State political leaders open negotiations in fifth month without a budget

Julia Jacobs, City Editor

Illinois Budget Crisis

Top Illinois political leaders met Tuesday in Springfield for the first time since May to negotiate the five-month state budget impasse.

At the urging of political reform groups, Gov. Bruce Rauner spoke with Democratic and Republican congressional leaders in a private session following public statements from each leader. The Republican governor continued to push for reform issues such as a statewide property tax freeze, while Democrats held that those proposals presented a barrier to agreeing on a budget.

“I don’t feel that we can simply cut our way out of the budget deficit problem,” House Speaker Michael Madigan (D-Chicago) said at the news conference. “The advocacy of these non-budget issues run contrary to the beliefs of Democrats and Republicans.”

Rauner, who is in his first year as governor, said the state’s piling debt is a decades-long problem that must be addressed with deeper structural reforms such as the property tax freeze. Evanston officials have said the proposed property tax freeze would put the city’s public library and schools — which rely heavily on property tax revenue — in tough financial straits.

“We have to grow our way out of our debt,” Rauner said. “If we deal with (property taxes), that will free up resources that will help our state budget.”

The governor also spoke in support of reforms such as redistricting to prevent elections that protect incumbent candidates and term limits that he said would reduce government conflict and corruption.

However, Madigan — one of Rauner’s key political opponents — held that the state needs new revenue to dig itself out of debt, pointing to his own proposal to increase taxes on millionaires as a potential source.

Offering support to the governor’s policy proposals, House Republican Leader Jim Durkin (R-Burr Ridge) said the state needs major changes to break the status quo of mounting debt.

“This never-ending tax and spending cycle has driven our state into a ditch,” Durkin said. “The middle class hasn’t just been rejected, but they’ve been kicked to the curb.”

Crediting Democrats with the state’s financial “mess,” Durkin also blamed the opposing party for refusing to compromise before Illinois’ fiscal year 2016 began in July.
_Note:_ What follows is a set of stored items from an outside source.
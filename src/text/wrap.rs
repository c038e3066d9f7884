//! Display line breaking.
//!
//! Long captions read better when broken at natural points before they are width-wrapped.

/// Captions shorter than this (in characters) are left alone.
const MIN_BREAK_CHARS: usize = 30;

const SENTENCE_BREAKS: [&str; 3] = [". ", "! ", "? "];
const CLAUSE_BREAKS: [&str; 4] = [": ", "; ", ", ", " - "];
const CONJUNCTIONS: [&str; 6] = ["but", "and", "or", "because", "when", "if"];

/// Insert line breaks at natural points.
///
/// Order of preference: after every sentence end; after the first clause separator; before the
/// first conjunction; between the two halves of a caption with more than five words.
pub fn format_text_for_display(text: &str) -> String {
    if text.chars().count() < MIN_BREAK_CHARS {
        return text.to_string();
    }

    if SENTENCE_BREAKS.iter().any(|sep| text.contains(sep)) {
        let mut out = String::with_capacity(text.len());
        let mut rest = text;
        while let Some((idx, sep)) = SENTENCE_BREAKS
            .iter()
            .filter_map(|sep| rest.find(sep).map(|i| (i, *sep)))
            .min_by_key(|(i, _)| *i)
        {
            out.push_str(&rest[..idx + sep.trim_end().len()]);
            out.push('\n');
            rest = &rest[idx + sep.len()..];
        }
        out.push_str(rest);
        return out;
    }

    let clause = CLAUSE_BREAKS
        .iter()
        .filter_map(|sep| text.find(sep).map(|i| (i, *sep)))
        .min_by_key(|(i, _)| *i);
    if let Some((idx, sep)) = clause {
        let head = &text[..idx];
        let tail = &text[idx + sep.len()..];
        return format!("{head}{}\n{tail}", sep.trim_end());
    }

    let conj = CONJUNCTIONS
        .iter()
        .filter_map(|w| text.find(&format!(" {w} ")))
        .min();
    if let Some(idx) = conj {
        return format!("{}\n{}", &text[..idx], &text[idx + 1..]);
    }

    let words: Vec<&str> = text.split_whitespace().collect();
    if words.len() > 5 {
        let mid = words.len() / 2;
        return format!("{}\n{}", words[..mid].join(" "), words[mid..].join(" "));
    }

    text.to_string()
}

#[cfg(test)]
#[path = "../../tests/unit/text/wrap.rs"]
mod tests;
However, Senate President John Cullerton (D-Chicago) countered that Durkin’s comments were “not helpful” to the negotiating process. Having not met for about seven months, Cullerton said the political leaders should pledge to continue more frequent meetings in an effort to reach a conclusion on the budget.

Senate Republican Leader Christine Radogno (R-Lemont) agreed with the speakers from her party that the state requires reforms that would increase its economic competition with neighboring states, comparing the state’s financial crisis to a “rampant systemic infection.” Radogno highlighted a particular need for job growth — especially in manufacturing, which she said has lost more than 100,000 jobs in the past decade.

Despite dissent over the means of economic growth, one bipartisan agreement among the politicians was a need for speedy negotiations considering the state is nearing a half-year without a budget.

“It’s December, and I sincerely hope that we don’t have to wait much longer,” Radogno said.